## Aim of the task
In the data below, which lines hold the word "surfaces"? Copy them.

## Data
^^^^^^^^

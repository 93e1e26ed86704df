use chrono::NaiveDate;
use serde::Serialize;

/// Ordered list of model input columns.
///
/// This order MUST be identical between training and inference for a
/// given symbol; any change here is a breaking change for every persisted
/// model.
pub const FEATURE_COLUMNS: &[&str] = &[
    "open",
    "high",
    "low",
    "close",
    "volume",
    "rsi",
    "macd",
    "macd_signal",
    "macd_hist",
    "sma_20",
    "sma_50",
    "ema_12",
    "bb_upper",
    "bb_middle",
    "bb_lower",
    "bb_width",
    "price_change",
    "high_low_ratio",
    "close_sma20_ratio",
    "volume_ratio",
];

/// Number of model input columns.
pub const FEATURE_COUNT: usize = FEATURE_COLUMNS.len();

/// Position of the close price within [`FEATURE_COLUMNS`]. Targets and
/// inverse price transforms are keyed off this column.
pub const CLOSE_COLUMN: usize = 3;

/// Row-major feature matrix: one row per source bar, [`FEATURE_COUNT`] wide.
pub type FeatureMatrix = Vec<Vec<f64>>;

/// A bar extended with its derived indicator values. One per input bar,
/// same ordering. Carries `volume_sma` even though it is not a model
/// input, so indicator snapshots can report it.
#[derive(Debug, Clone, Copy, Serialize)]
pub struct FeatureRow {
    pub date: NaiveDate,
    pub open: f64,
    pub high: f64,
    pub low: f64,
    pub close: f64,
    pub volume: f64,
    pub rsi: f64,
    pub macd: f64,
    pub macd_signal: f64,
    pub macd_hist: f64,
    pub sma_20: f64,
    pub sma_50: f64,
    pub ema_12: f64,
    pub bb_upper: f64,
    pub bb_middle: f64,
    pub bb_lower: f64,
    pub bb_width: f64,
    pub price_change: f64,
    pub high_low_ratio: f64,
    pub close_sma20_ratio: f64,
    pub volume_sma: f64,
    pub volume_ratio: f64,
}

impl FeatureRow {
    /// Model input values, in [`FEATURE_COLUMNS`] order.
    pub fn features(&self) -> [f64; FEATURE_COUNT] {
        [
            self.open,
            self.high,
            self.low,
            self.close,
            self.volume,
            self.rsi,
            self.macd,
            self.macd_signal,
            self.macd_hist,
            self.sma_20,
            self.sma_50,
            self.ema_12,
            self.bb_upper,
            self.bb_middle,
            self.bb_lower,
            self.bb_width,
            self.price_change,
            self.high_low_ratio,
            self.close_sma20_ratio,
            self.volume_ratio,
        ]
    }
}

/// Projects feature rows onto the fixed model input matrix.
pub fn to_feature_matrix(rows: &[FeatureRow]) -> FeatureMatrix {
    rows.iter().map(|r| r.features().to_vec()).collect()
}

/// Column position by name, if the name is a model input.
pub fn column_index(name: &str) -> Option<usize> {
    FEATURE_COLUMNS.iter().position(|c| *c == name)
}
//! Rectangle type for UI layout

/// A rectangle defined by position and size
#[derive(Debug, Clone, Copy, Default, PartialEq)]
pub struct Rect {
    pub x: f32,
    pub y: f32,
    pub w: f32,
    pub h: f32,
}

impl Rect {
    pub const fn new(x: f32, y: f32, w: f32, h: f32) -> Self {
        Self { x, y, w, h }
    }

    /// Create from screen dimensions
    pub fn screen(width: f32, height: f32) -> Self {
        Self::new(0.0, 0.0, width, height)
    }

    /// Right edge
    pub fn right(&self) -> f32 {
        self.x + self.w
    }

    /// Bottom edge
    pub fn bottom(&self) -> f32 {
        self.y + self.h
    }

    pub fn center_x(&self) -> f32 {
        self.x + self.w * 0.5
    }

    pub fn center_y(&self) -> f32 {
        self.y + self.h * 0.5
    }

    /// Check if point is inside
    pub fn contains(&self, x: f32, y: f32) -> bool {
        x >= self.x && x < self.right() && y >= self.y && y < self.bottom()
    }

    /// Shrink by padding on all sides
    pub fn pad(&self, padding: f32) -> Self {
        Self::new(
            self.x + padding,
            self.y + padding,
            (self.w - padding * 2.0).max(0.0),
            (self.h - padding * 2.0).max(0.0),
        )
    }

    /// Split at fixed pixel position from left, returns (left, right)
    pub fn split_h_px(&self, pixels: f32) -> (Self, Self) {
        let split_x = pixels.clamp(0.0, self.w);
        (
            Self::new(self.x, self.y, split_x, self.h),
            Self::new(self.x + split_x, self.y, self.w - split_x, self.h),
        )
    }

    /// Cut a row of `height` off the top, returns (row, rest)
    pub fn take_top(&self, height: f32) -> (Self, Self) {
        let h = height.min(self.h);
        (
            Self::new(self.x, self.y, self.w, h),
            Self::new(self.x, self.y + h, self.w, self.h - h),
        )
    }

    /// Divide into `n` equal columns separated by `gap`
    pub fn columns(&self, n: usize, gap: f32) -> Vec<Self> {
        if n == 0 {
            return Vec::new();
        }
        let w = ((self.w - gap * (n - 1) as f32) / n as f32).max(0.0);
        (0..n)
            .map(|i| Self::new(self.x + i as f32 * (w + gap), self.y, w, self.h))
            .collect()
    }
}

#[cfg(test)]
mod tests {
    use super::*;

    #[test]
    fn test_contains() {
        let r = Rect::new(10.0, 20.0, 100.0, 50.0);
        assert!(r.contains(50.0, 40.0));
        assert!(!r.contains(5.0, 40.0));
        assert!(!r.contains(50.0, 100.0));
    }

    #[test]
    fn test_take_top() {
        let (row, rest) = Rect::new(0.0, 0.0, 100.0, 50.0).take_top(20.0);
        assert_eq!(row, Rect::new(0.0, 0.0, 100.0, 20.0));
        assert_eq!(rest, Rect::new(0.0, 20.0, 100.0, 30.0));
    }

    #[test]
    fn test_columns_fill_width() {
        let cols = Rect::new(0.0, 0.0, 100.0, 10.0).columns(3, 5.0);
        assert_eq!(cols.len(), 3);
        assert!((cols[2].right() - 100.0).abs() < 0.001);
        assert!((cols[1].x - cols[0].right() - 5.0).abs() < 0.001);
    }
}
//! Host bridge
//!
//! Inbound: while subscribed, every poll drains the transport. A falsy
//! payload becomes `BridgeEvent::ResetTexture`; an image payload starts a
//! background decode that later surfaces as `BridgeEvent::TextureDecoded`.
//!
//! Outbound: `create_empty_frame` posts immediately. `save_canvas_image`
//! probes the snapshot's dimensions and encodes it as PNG concurrently, and
//! posts only once both have finished.

use std::sync::Arc;

use image::RgbaImage;
use log::{debug, error, info, warn};

use crate::async_ops::{AsyncOp, AsyncResult};
use crate::config::DecodeOrder;
use crate::error::HostError;
use crate::texture::{decode_image, encode_png, probe_dimensions, CustomImage};
use crate::viewport::CanvasSnapshot;
use super::message::{InboundMessage, OutboundEnvelope, OutboundMessage};
use super::transport::HostTransport;

/// Something the panel has to react to
#[derive(Debug, Clone, PartialEq)]
pub enum BridgeEvent {
    /// Host cleared its selection: show the current device's default screen
    ResetTexture,
    /// A host image finished decoding
    TextureDecoded(CustomImage),
    /// A save-canvas-image command reached the host
    ImageSaved { name: String },
    /// Background work or a send failed; the panel state is unchanged
    Failed(String),
}

/// A background job whose result is kept once it lands
struct Pending<T> {
    op: Option<AsyncOp<T>>,
    result: Option<AsyncResult<T>>,
}

impl<T> Pending<T> {
    fn new(op: AsyncOp<T>) -> Self {
        Self { op: Some(op), result: None }
    }

    fn poll(&mut self) -> bool {
        if self.result.is_none() {
            if let Some(op) = self.op.as_mut() {
                if op.is_complete() {
                    self.result = self.op.take().and_then(AsyncOp::take);
                }
            }
        }
        self.result.is_some()
    }
}

struct PendingDecode {
    seq: u64,
    op: AsyncOp<RgbaImage>,
}

struct PendingSave {
    name: String,
    probe: Pending<(u32, u32)>,
    encode: Pending<Vec<u8>>,
}

pub struct HostBridge {
    transport: Box<dyn HostTransport>,
    subscribed: bool,
    closed: bool,
    decode_order: DecodeOrder,
    max_texture_size: u32,
    /// Bumped for every inbound message, image or reset
    inbound_seq: u64,
    decodes: Vec<PendingDecode>,
    saves: Vec<PendingSave>,
}

impl HostBridge {
    pub fn new(transport: Box<dyn HostTransport>, decode_order: DecodeOrder, max_texture_size: u32) -> Self {
        Self {
            transport,
            subscribed: false,
            closed: false,
            decode_order,
            max_texture_size,
            inbound_seq: 0,
            decodes: Vec::new(),
            saves: Vec::new(),
        }
    }

    /// Start listening for inbound messages. Only one subscription may be
    /// active at a time.
    pub fn subscribe(&mut self) -> Result<(), HostError> {
        if self.subscribed {
            return Err(HostError::AlreadySubscribed);
        }
        self.subscribed = true;
        info!("host subscription installed");
        Ok(())
    }

    /// Stop listening. Decodes already in flight are discarded.
    pub fn unsubscribe(&mut self) -> Result<(), HostError> {
        if !self.subscribed {
            return Err(HostError::NotSubscribed);
        }
        self.subscribed = false;
        self.decodes.clear();
        info!("host subscription removed");
        Ok(())
    }

    /// True while decodes or saves are still running
    pub fn is_busy(&self) -> bool {
        !self.decodes.is_empty() || !self.saves.is_empty()
    }

    /// Drain inbound messages and collect finished background work
    pub fn poll(&mut self) -> Vec<BridgeEvent> {
        let mut events = Vec::new();
        if self.subscribed && !self.closed {
            self.read_inbound(&mut events);
        }
        self.poll_decodes(&mut events);
        self.poll_saves(&mut events);
        events
    }

    fn read_inbound(&mut self, events: &mut Vec<BridgeEvent>) {
        loop {
            match self.transport.try_recv() {
                Ok(Some(InboundMessage::Reset)) => {
                    self.inbound_seq += 1;
                    info!("host: reset texture (#{})", self.inbound_seq);
                    events.push(BridgeEvent::ResetTexture);
                }
                Ok(Some(InboundMessage::Image(bytes))) => {
                    self.inbound_seq += 1;
                    let seq = self.inbound_seq;
                    let max_size = self.max_texture_size;
                    info!("host: image payload #{} ({} bytes), decoding", seq, bytes.len());
                    let op = AsyncOp::spawn(move || decode_image(&bytes, max_size));
                    self.decodes.push(PendingDecode { seq, op });
                }
                Ok(None) => break,
                Err(HostError::Closed) => {
                    warn!("host channel closed, no further inbound messages");
                    self.closed = true;
                    break;
                }
                Err(e) => warn!("ignoring malformed host message: {}", e),
            }
        }
    }

    fn poll_decodes(&mut self, events: &mut Vec<BridgeEvent>) {
        let mut i = 0;
        while i < self.decodes.len() {
            if !self.decodes[i].op.is_complete() {
                i += 1;
                continue;
            }
            let PendingDecode { seq, op } = self.decodes.remove(i);
            // A newer message replaced this one, whatever the outcome
            if self.decode_order == DecodeOrder::Sequenced && seq != self.inbound_seq {
                debug!("dropping stale decode #{} (latest is #{})", seq, self.inbound_seq);
                continue;
            }

            match op.take() {
                Some(Ok(img)) => {
                    let image = CustomImage::new(img);
                    info!("decoded host image #{} as {:?}", seq, image);
                    events.push(BridgeEvent::TextureDecoded(image));
                }
                Some(Err(e)) => {
                    warn!("host image #{} failed to decode: {}", seq, e);
                    events.push(BridgeEvent::Failed(e.to_string()));
                }
                None => {}
            }
        }
    }

    fn poll_saves(&mut self, events: &mut Vec<BridgeEvent>) {
        let mut i = 0;
        while i < self.saves.len() {
            let save = &mut self.saves[i];
            // Poll both so neither waits on the other
            let probed = save.probe.poll();
            let encoded = save.encode.poll();
            if !(probed && encoded) {
                i += 1;
                continue;
            }

            let save = self.saves.remove(i);
            let (Some(dims), Some(blob)) = (save.probe.result, save.encode.result) else {
                continue;
            };
            let outcome = dims.and_then(|dims| blob.map(|blob| (dims, blob)));
            match outcome {
                Ok(((width, height), blob)) => {
                    let message = OutboundMessage::SaveCanvasImage {
                        name: save.name.clone(),
                        width,
                        height,
                        blob,
                    };
                    match self.post(message) {
                        Ok(()) => events.push(BridgeEvent::ImageSaved { name: save.name }),
                        Err(e) => events.push(BridgeEvent::Failed(e.to_string())),
                    }
                }
                Err(e) => {
                    error!("save-canvas-image for '{}' not sent: {}", save.name, e);
                    events.push(BridgeEvent::Failed(e.to_string()));
                }
            }
        }
    }

    fn post(&mut self, message: OutboundMessage) -> Result<(), HostError> {
        let kind = message.kind();
        let result = self.transport.post(&OutboundEnvelope::new(message));
        match &result {
            Ok(()) => info!("sent {}", kind),
            Err(e) => error!("failed to send {}: {}", kind, e),
        }
        result
    }

    /// Ask the host for an empty frame of the given size. Fire-and-forget.
    pub fn create_empty_frame(&mut self, name: &str, width: u32, height: u32) -> Result<(), HostError> {
        self.post(OutboundMessage::CreateEmptyFrame {
            name: name.to_string(),
            width,
            height,
        })
    }

    /// Start baking a captured frame into a save-canvas-image command
    pub fn save_canvas_image(&mut self, name: &str, snapshot: CanvasSnapshot) {
        let CanvasSnapshot { width, height, rgba } = snapshot;
        let rgba = Arc::new(rgba);

        let probe_pixels = Arc::clone(&rgba);
        let probe = AsyncOp::spawn(move || probe_dimensions(width, height, &probe_pixels));
        let encode = AsyncOp::spawn(move || encode_png(width, height, &rgba));

        debug!("save-canvas-image for '{}' started ({}x{})", name, width, height);
        self.saves.push(PendingSave {
            name: name.to_string(),
            probe: Pending::new(probe),
            encode: Pending::new(encode),
        });
    }
}

impl Drop for HostBridge {
    fn drop(&mut self) {
        if self.subscribed {
            let _ = self.unsubscribe();
        }
    }
}
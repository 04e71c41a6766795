//! Orbit camera for the model viewport
//!
//! The camera always looks at the origin from `distance` away. Pitch and yaw
//! rotate it around the model; roll is not supported.

use super::math::{rotate_xyz, Vec3};

/// Camera state for 3D rendering
#[derive(Clone, Debug)]
pub struct Camera {
    pub position: Vec3,
    pub rotation_x: f32, // Pitch
    pub rotation_y: f32, // Yaw
    pub distance: f32,

    // Computed basis vectors (right, up, forward)
    pub basis_x: Vec3,
    pub basis_y: Vec3,
    pub basis_z: Vec3,
}

impl Camera {
    pub fn new(distance: f32) -> Self {
        let mut cam = Self {
            position: Vec3::new(0.0, 0.0, distance),
            rotation_x: 0.0,
            rotation_y: 0.0,
            distance,
            basis_x: Vec3::X,
            basis_y: Vec3::Y,
            basis_z: Vec3::new(0.0, 0.0, -1.0),
        };
        cam.update_basis();
        cam
    }

    /// Set pitch/yaw in radians and recompute the basis
    pub fn orbit(&mut self, rotation_x: f32, rotation_y: f32) {
        self.rotation_x = rotation_x;
        self.rotation_y = rotation_y;
        self.update_basis();
    }

    pub fn update_basis(&mut self) {
        let (rx, ry) = (self.rotation_x, self.rotation_y);
        self.basis_x = rotate_xyz(Vec3::X, rx, ry, 0.0);
        self.basis_y = rotate_xyz(Vec3::Y, rx, ry, 0.0);
        // Forward points from the camera toward the origin
        self.basis_z = rotate_xyz(Vec3::new(0.0, 0.0, -1.0), rx, ry, 0.0);
        self.position = self.basis_z.scale(-self.distance);
    }
}

impl Default for Camera {
    fn default() -> Self {
        Self::new(5.0)
    }
}

#[cfg(test)]
mod tests {
    use super::*;

    #[test]
    fn test_default_camera_looks_down_negative_z() {
        let cam = Camera::new(4.0);
        assert!((cam.position - Vec3::new(0.0, 0.0, 4.0)).len() < 1e-5);
        assert!((cam.basis_z - Vec3::new(0.0, 0.0, -1.0)).len() < 1e-5);
    }

    #[test]
    fn test_orbit_keeps_distance_and_target() {
        let mut cam = Camera::new(4.0);
        cam.orbit(0.4, -1.1);
        assert!((cam.position.len() - 4.0).abs() < 1e-4);
        // Origin stays straight ahead
        let to_origin = (Vec3::ZERO - cam.position).normalize();
        assert!((to_origin - cam.basis_z).len() < 1e-4);
        assert!(cam.basis_x.dot(cam.basis_y).abs() < 1e-5);
    }
}
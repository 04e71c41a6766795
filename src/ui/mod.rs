//! Immediate-mode UI for the mockup panel
//!
//! Design principles:
//! - Immediate mode (no retained widget state, rebuilt each frame)
//! - Simple rectangle-based layout
//! - Macroquad integration for rendering
//!
//! Form fields are controlled: the caller owns a `FormInput` and the widget
//! only reports edits through it.

mod rect;
mod widgets;
mod input;
mod form_input;
pub mod theme;

pub use rect::*;
pub use widgets::*;
pub use input::*;
pub use form_input::{draw_form_input, ChangeEvent, EditKey, FormInput};
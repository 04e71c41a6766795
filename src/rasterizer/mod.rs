//! Software rasterizer for the model viewport
//!
//! Features:
//! - Perspective-correct texture mapping on screen surfaces
//! - Gouraud shading with directional lights
//! - Z-buffer
//!
//! # Module Organization
//!
//! - `types` - Color, Texture, Vertex, Face, Light, RasterSettings
//! - `math` - Vec3, Vec2, Euler rotation, projection
//! - `camera` - Orbit camera
//! - `render` - Framebuffer and mesh rendering

pub mod camera;
pub mod math;
pub mod render;
pub mod types;

pub use camera::Camera;
pub use math::{deg_to_rad, Vec2, Vec3};
pub use render::{render_mesh, Framebuffer, MeshPass};
pub use types::{Color, Face, FaceMaterial, RasterSettings, Texture, Vertex};
//! Procedural default screens
//!
//! Each builtin key produces a stable wallpaper: a two-tone gradient seeded
//! from the key, a status bar and a grid of app tiles.

use image::{Rgba, RgbaImage};

pub const BUILTIN_WIDTH: u32 = 128;
pub const BUILTIN_HEIGHT: u32 = 256;

/// FNV-1a, used to seed colors from the key
fn hash_key(key: &str) -> u32 {
    key.bytes().fold(0x811c_9dc5u32, |h, b| (h ^ b as u32).wrapping_mul(0x0100_0193))
}

fn hue_to_rgb(hue: f32, sat: f32, val: f32) -> [u8; 3] {
    let h = (hue.rem_euclid(1.0)) * 6.0;
    let c = val * sat;
    let x = c * (1.0 - ((h % 2.0) - 1.0).abs());
    let m = val - c;
    let (r, g, b) = match h as u32 {
        0 => (c, x, 0.0),
        1 => (x, c, 0.0),
        2 => (0.0, c, x),
        3 => (0.0, x, c),
        4 => (x, 0.0, c),
        _ => (c, 0.0, x),
    };
    [((r + m) * 255.0) as u8, ((g + m) * 255.0) as u8, ((b + m) * 255.0) as u8]
}

/// Generate the default screen image for a builtin key
pub fn builtin_image(key: &str) -> RgbaImage {
    let seed = hash_key(key);
    let hue = (seed % 360) as f32 / 360.0;
    let top = hue_to_rgb(hue, 0.55, 0.95);
    let bottom = hue_to_rgb(hue + 0.12, 0.75, 0.45);

    let (w, h) = (BUILTIN_WIDTH, BUILTIN_HEIGHT);
    let mut img = RgbaImage::from_fn(w, h, |_, y| {
        let t = y as f32 / (h - 1) as f32;
        let mix = |a: u8, b: u8| (a as f32 + (b as f32 - a as f32) * t) as u8;
        Rgba([mix(top[0], bottom[0]), mix(top[1], bottom[1]), mix(top[2], bottom[2]), 255])
    });

    // Status bar
    for y in 0..10 {
        for x in 0..w {
            img.put_pixel(x, y, Rgba([20, 20, 24, 255]));
        }
    }

    // 4x5 grid of app tiles
    let tile = 18;
    let gap = (w - 4 * tile) / 5;
    for row in 0..5 {
        for col in 0..4 {
            let x0 = gap + col * (tile + gap);
            let y0 = 24 + row * (tile + gap + 4);
            let color = hue_to_rgb(hue + 0.5 + (row * 4 + col) as f32 * 0.07, 0.5, 0.98);
            for y in y0..(y0 + tile).min(h) {
                for x in x0..(x0 + tile).min(w) {
                    img.put_pixel(x, y, Rgba([color[0], color[1], color[2], 255]));
                }
            }
        }
    }

    img
}

#[cfg(test)]
mod tests {
    use super::*;

    #[test]
    fn test_builtin_is_deterministic() {
        let a = builtin_image("iphone-11/screen");
        let b = builtin_image("iphone-11/screen");
        assert_eq!(a.dimensions(), (BUILTIN_WIDTH, BUILTIN_HEIGHT));
        assert_eq!(a.as_raw(), b.as_raw());
    }

    #[test]
    fn test_builtin_keys_differ() {
        let a = builtin_image("iphone-11/screen");
        let b = builtin_image("ipad-pro/screen");
        assert_ne!(a.as_raw(), b.as_raw());
    }
}
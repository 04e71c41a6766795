//! Host communication
//!
//! - `message` - JSON wire format (`pluginMessage` envelopes)
//! - `transport` - how messages reach the host
//! - `bridge` - inbound texture updates and outbound commands

mod bridge;
mod message;
mod transport;

pub use bridge::{BridgeEvent, HostBridge};
pub use message::{InboundMessage, OutboundEnvelope, OutboundMessage};
pub use transport::{ChannelTransport, HostEndpoint, HostTransport, StdioTransport};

^^^^^^^^

## Solution to the exercise
//! background decode that later surfaces as `BridgeEvent::TextureDecoded`.
//! - Perspective-correct texture mapping on screen surfaces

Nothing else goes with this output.